The patient continued to come in every six weeks to receive new sets of aligners. During Phase 3, a contact check on tooth #27 was performed to ensure patient compliance, and to check tracking of the teeth. Alignment of teeth #22 and 23 was completed during Phase 4, which completed the patient’s total treatment. Patient compliance was excellent throughout treatment, and there were no problems tracking or fitting of subsequent trays. The patient progressed more quickly than originally treatment planned, and only needed four phases (16 sets of aligners) as opposed to six phases (24 sets of aligners). At the end of treatment, all objectives were accomplished (see Figs. 11-18).

The patient was referred back to their general dentist, Dr. Steve Carlson of Vista Grande Dental Center, for anterior esthetic restorative treatment of tooth #8. Clearfil SE Bond was used, utilizing a layered technique with shade A1, Herculite, and Ivoclar Vivadent Tetric EvoFlow.
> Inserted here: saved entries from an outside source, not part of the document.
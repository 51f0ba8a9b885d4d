//! Image file adapters. Decoding accepts anything the `image` crate can sniff; encoding picks
//! the format from the file extension.

use crate::error::{EnvironmentError, Result};
use crate::image2d::Image2D;
use glam::Vec3;
use image::codecs::hdr::HdrEncoder;
use image::codecs::jpeg::JpegEncoder;
use image::{DynamicImage, ImageFormat, ImageReader, Rgb, RgbImage};
use serde::Deserialize;
use std::fs::File;
use std::io::{BufWriter, Write};
use std::path::Path;

pub const DEFAULT_JPEG_QUALITY: u8 = 95;

/// How float channels are reduced to 8 bits for LDR formats.
#[derive(Debug, Clone, Copy, PartialEq, Eq, Deserialize, Default)]
#[serde(rename_all = "snake_case")]
pub enum LdrConversion {
    /// `clamp(c * 255, 0, 255)`, truncated.
    #[default]
    Clamp,
    /// Truncate `c * 255` and keep the low eight bits; overexposed values wrap around.
    Wrap,
}

impl LdrConversion {
    pub fn label(self) -> &'static str {
        match self {
            LdrConversion::Clamp => "clamp",
            LdrConversion::Wrap => "wrap",
        }
    }

    pub fn to_u8(self, channel: f32) -> u8 {
        let scaled = channel * 255.0;
        match self {
            LdrConversion::Clamp => scaled.clamp(0.0, 255.0) as u8,
            LdrConversion::Wrap => ((scaled as i64) & 0xFF) as u8,
        }
    }
}

#[derive(Debug, Clone, Copy, PartialEq, Eq)]
pub struct EncodeOptions {
    pub jpeg_quality: u8,
    pub ldr_conversion: LdrConversion,
}

impl Default for EncodeOptions {
    fn default() -> Self {
        Self { jpeg_quality: DEFAULT_JPEG_QUALITY, ldr_conversion: LdrConversion::default() }
    }
}

#[derive(Debug, Clone, Copy, PartialEq, Eq)]
pub enum FileFormat {
    Hdr,
    Bmp,
    Jpeg,
    Tga,
    Png,
}

impl FileFormat {
    pub fn from_path(path: &Path) -> Option<Self> {
        let ext = path.extension().and_then(|ext| ext.to_str())?.to_ascii_lowercase();
        match ext.as_str() {
            "hdr" => Some(FileFormat::Hdr),
            "bmp" => Some(FileFormat::Bmp),
            "jpg" | "jpeg" => Some(FileFormat::Jpeg),
            "tga" => Some(FileFormat::Tga),
            "png" => Some(FileFormat::Png),
            _ => None,
        }
    }

    fn image_format(self) -> ImageFormat {
        match self {
            FileFormat::Hdr => ImageFormat::Hdr,
            FileFormat::Bmp => ImageFormat::Bmp,
            FileFormat::Jpeg => ImageFormat::Jpeg,
            FileFormat::Tga => ImageFormat::Tga,
            FileFormat::Png => ImageFormat::Png,
        }
    }
}

pub fn is_supported_file(path: &Path) -> bool {
    FileFormat::from_path(path).is_some()
}

/// Decodes to f32 RGB. 8-bit sources map to `c / 255` with no gamma applied, so midtones come
/// out brighter than from loaders that raise LDR input to a 2.2 gamma (`stbi_loadf` does).
pub fn decode(path: &Path) -> Result<Image2D> {
    let io_err = |source| EnvironmentError::Io { path: path.to_path_buf(), source };
    let reader = ImageReader::open(path).map_err(io_err)?.with_guessed_format().map_err(io_err)?;
    let dyn_img =
        reader.decode().map_err(|source| EnvironmentError::Decode { path: path.to_path_buf(), source })?;
    convert_to_image2d(&dyn_img)
}

fn convert_to_image2d(image: &DynamicImage) -> Result<Image2D> {
    let rgb = image.to_rgb32f();
    let width = rgb.width();
    let height = rgb.height();
    let mut pixels = Vec::with_capacity(width as usize * height as usize);
    for pixel in rgb.pixels() {
        let [r, g, b] = pixel.0;
        pixels.push(Vec3::new(r, g, b));
    }
    Image2D::new(width, height, pixels)
}

pub fn encode(path: &Path, image: &Image2D, options: &EncodeOptions) -> Result<()> {
    let format = FileFormat::from_path(path)
        .ok_or_else(|| EnvironmentError::UnsupportedFormat { path: path.to_path_buf() })?;
    let encode_err = |source| EnvironmentError::Encode { path: path.to_path_buf(), source };
    let io_err = |source| EnvironmentError::Io { path: path.to_path_buf(), source };

    match format {
        FileFormat::Hdr => {
            let mut writer = BufWriter::new(File::create(path).map_err(io_err)?);
            let texels: Vec<Rgb<f32>> = image.pixels().iter().map(|p| Rgb(p.to_array())).collect();
            HdrEncoder::new(&mut writer)
                .encode(&texels, image.width() as usize, image.height() as usize)
                .map_err(encode_err)?;
            writer.flush().map_err(io_err)
        }
        FileFormat::Jpeg => {
            let ldr = to_ldr(image, options.ldr_conversion)?;
            let mut writer = BufWriter::new(File::create(path).map_err(io_err)?);
            ldr.write_with_encoder(JpegEncoder::new_with_quality(&mut writer, options.jpeg_quality))
                .map_err(encode_err)?;
            writer.flush().map_err(io_err)
        }
        FileFormat::Bmp | FileFormat::Tga | FileFormat::Png => {
            let ldr = to_ldr(image, options.ldr_conversion)?;
            ldr.save_with_format(path, format.image_format()).map_err(encode_err)
        }
    }
}

pub fn to_ldr(image: &Image2D, conversion: LdrConversion) -> Result<RgbImage> {
    let mut bytes = Vec::with_capacity(image.pixels().len() * 3);
    for pixel in image.pixels() {
        bytes.extend(pixel.to_array().map(|channel| conversion.to_u8(channel)));
    }
    let (width, height) = image.size();
    RgbImage::from_raw(width, height, bytes).ok_or(EnvironmentError::InvalidPixelCount {
        width,
        height,
        len: image.pixels().len(),
    })
}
Due to change in shape of tooth #8, an in-house Essix aligner was fabricated for the maxillary arch, and the ClearCorrect supplied retainer was inserted for the mandibular arch. The patient was instructed to wear the retainers at nighttime indefinitely. We scheduled a follow up appointment with the patient at one month, seven months and 19 months after treatment. The patient was very happy with the results, and he is now engaged to be married in the very near future. The patient’s results truly speak for themselves, while also speaking to the effectiveness of clear aligner therapy.